Álex Blesa

Personal information
- Full name: Alejandro Blesa Pina
- Date of birth: 15 January 2002 (age 24)
- Place of birth: Valencia, Spain
- Height: 1.80 m (5 ft 11 in)
- Position: Midfielder

Youth career
- 2012–2018: Levante

Senior career*
- Years: Team / Apps / (Gls)
- 2018–2021: Levante B / 66 / (3)
- 2020–2024: Levante / 4 / (0)
- 2022: → Castellón (loan) / 13 / (0)
- 2022–2023: → Cultural Leonesa (loan) / 29 / (3)
- 2024–2025: Ceuta / 10 / (1)
- 2025: Ourense / 7 / (0)
- 2025–2026: Teruel / 28 / (1)

International career^{‡}
- 2018-2019: Spain U17 / 10 / (1)

= Álex Blesa =

Spanish footballer (born 2002)

Alejandro "Álex" Blesa Pina (born 15 January 2002) is a Spanish footballer who plays as a midfielder.

==Club career==
Born in Valencia, Blesa played youth football for Levante UD. In August 2018, while still a youth, he signed his first professional contract by agreeing to a deal until 2022.

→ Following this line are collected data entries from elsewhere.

use ratatui::{
    buffer::Buffer,
    layout::{Constraint, Direction, Layout, Rect},
    style::{Color, Modifier, Style},
    text::{Line, Span},
    widgets::{Block, Borders, Clear, Gauge, List, ListItem, ListState, Paragraph, Tabs, Widget, Wrap},
};

use crate::config::TimeFormat;
use crate::models::{format_duration, Session, SessionStatus, WorkoutTemplate};
use crate::view::{
    format_time, Alert, AlertKind, NoteEditor, NoteTarget, Route, Tab, TemplateDetail, TemplateList,
    TrainerView, QUICK_ACTIONS,
};

fn panel(title: &str, is_selected: bool) -> Block<'_> {
    let border_style = if is_selected {
        Style::default().fg(Color::Cyan)
    } else {
        Style::default().fg(Color::Gray)
    };

    Block::default()
        .borders(Borders::ALL)
        .title(title)
        .border_style(border_style)
}

/// Draw `items` scrolled so that `selected` stays on screen
fn render_scrolled_list(area: Rect, buf: &mut Buffer, items: Vec<ListItem>, selected: Option<usize>) {
    let mut state = ListState::default().with_selected(selected);
    ratatui::widgets::StatefulWidget::render(List::new(items), area, buf, &mut state);
}

fn status_color(status: SessionStatus) -> Color {
    match status {
        SessionStatus::Scheduled => Color::Cyan,
        SessionStatus::Completed => Color::Green,
        SessionStatus::Cancelled => Color::Red,
        SessionStatus::NoShow => Color::Yellow,
    }
}

fn row_style(highlighted: bool) -> Style {
    if highlighted {
        Style::default()
            .fg(Color::Yellow)
            .add_modifier(Modifier::BOLD)
    } else {
        Style::default().fg(Color::White)
    }
}

/// Render date and greeting header
pub fn render_header(area: Rect, buf: &mut Buffer, date: &str, greeting: &str, refreshing: bool) {
    let mut title = vec![Span::styled(
        format!("{} 💪", greeting),
        Style::default()
            .fg(Color::White)
            .add_modifier(Modifier::BOLD),
    )];
    if refreshing {
        title.push(Span::styled("  ⟳ refreshing", Style::default().fg(Color::Yellow)));
    }

    let lines = vec![
        Line::from(Span::styled(date.to_string(), Style::default().fg(Color::Gray))),
        Line::from(title),
    ];

    Paragraph::new(lines).render(area, buf);
}

/// Render the Overview / Sessions / Clients tab bar
pub fn render_tabs(area: Rect, buf: &mut Buffer, selected: Tab) {
    let titles: Vec<String> = Tab::ALL
        .iter()
        .enumerate()
        .map(|(idx, tab)| format!(" {} {} ", idx + 1, tab.title()))
        .collect();

    Tabs::new(titles)
        .block(Block::default().borders(Borders::BOTTOM))
        .select(selected.index())
        .style(Style::default().fg(Color::Gray))
        .highlight_style(
            Style::default()
                .fg(Color::Cyan)
                .add_modifier(Modifier::BOLD),
        )
        .render(area, buf);
}

pub fn render_loading(area: Rect, buf: &mut Buffer, text: &str) {
    Paragraph::new(Line::from(Span::styled(
        text.to_string(),
        Style::default().fg(Color::Gray),
    )))
    .alignment(ratatui::layout::Alignment::Center)
    .render(area, buf);
}

/// Full-screen fetch failure with the retry hint
pub fn render_load_error(area: Rect, buf: &mut Buffer, message: &str) {
    let lines = vec![
        Line::from(Span::styled(
            "Unable to load data",
            Style::default().fg(Color::Red).add_modifier(Modifier::BOLD),
        )),
        Line::from(""),
        Line::from(Span::styled(message.to_string(), Style::default().fg(Color::Gray))),
        Line::from(""),
        Line::from(Span::styled(
            "[R] Try Again",
            Style::default().fg(Color::Cyan).add_modifier(Modifier::BOLD),
        )),
    ];

    Paragraph::new(lines)
        .alignment(ratatui::layout::Alignment::Center)
        .wrap(Wrap { trim: true })
        .render(area, buf);
}

/// Render the overview tab: progress, stats and quick actions
pub fn render_overview(area: Rect, buf: &mut Buffer, view: &TrainerView) {
    let Some(board) = view.board() else {
        return;
    };
    let active_clients = view.snapshot().map(|s| s.clients.len()).unwrap_or(0);

    let rows = Layout::default()
        .direction(Direction::Vertical)
        .constraints([Constraint::Length(5), Constraint::Length(4), Constraint::Min(0)])
        .split(area);

    let block = panel(" 📅 Today's Sessions ", false);
    let inner = block.inner(rows[0]);
    block.render(rows[0], buf);

    let progress = Layout::default()
        .direction(Direction::Vertical)
        .constraints([Constraint::Length(1), Constraint::Length(1), Constraint::Min(0)])
        .split(inner);

    Paragraph::new(Line::from(vec![
        Span::styled(
            board.progress_label(),
            Style::default().fg(Color::Green).add_modifier(Modifier::BOLD),
        ),
        Span::styled(
            format!("   {} sessions remaining", board.remaining()),
            Style::default().fg(Color::Gray),
        ),
    ]))
    .render(progress[0], buf);

    let ratio = if board.total() == 0 {
        0.0
    } else {
        board.completed_count() as f64 / board.total() as f64
    };
    Gauge::default()
        .gauge_style(Style::default().fg(Color::Magenta))
        .ratio(ratio)
        .render(progress[1], buf);

    let stats = Layout::default()
        .direction(Direction::Horizontal)
        .constraints([Constraint::Percentage(50), Constraint::Percentage(50)])
        .split(rows[1]);

    let clients_block = panel(" 👥 Active Clients ", false);
    let clients_inner = clients_block.inner(stats[0]);
    clients_block.render(stats[0], buf);
    Paragraph::new(Span::styled(
        active_clients.to_string(),
        Style::default().fg(Color::Cyan).add_modifier(Modifier::BOLD),
    ))
    .render(clients_inner, buf);

    let rate_block = panel(" 📈 Completion Rate ", false);
    let rate_inner = rate_block.inner(stats[1]);
    rate_block.render(stats[1], buf);
    let rate = board
        .completion_rate()
        .map(|r| format!("{}%", r))
        .unwrap_or_else(|| "—".to_string());
    Paragraph::new(Span::styled(
        rate,
        Style::default().fg(Color::Green).add_modifier(Modifier::BOLD),
    ))
    .render(rate_inner, buf);

    let actions_block = panel(" ⚡ Quick Actions ", true);
    let actions_inner = actions_block.inner(rows[2]);
    actions_block.render(rows[2], buf);

    let items: Vec<ListItem> = QUICK_ACTIONS
        .iter()
        .enumerate()
        .map(|(idx, (label, _))| {
            let style = if idx == view.selected {
                Style::default()
                    .fg(Color::Cyan)
                    .add_modifier(Modifier::BOLD)
                    .add_modifier(Modifier::REVERSED)
            } else {
                Style::default().fg(Color::White)
            };
            ListItem::new(Line::from(Span::styled(format!("  {}", label), style)))
        })
        .collect();

    render_scrolled_list(actions_inner, buf, items, Some(view.selected));
}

On 26 August 2018, aged only 16, Blesa made his senior debut with the reserves, starting and playing 81 minutes in a 3–0 Segunda División B home win over CD Teruel. He scored his first goal on 8 September, netting his side's second in a 2–2 away draw against UE Olot.

Blesa made his first team – and La Liga – debut on 19 July 2020, coming on as a late substitute for captain José Luis Morales in a 1–0 home win against Getafe CF. On 24 June 2021, he was promoted to the main squad for the 2021–22 campaign.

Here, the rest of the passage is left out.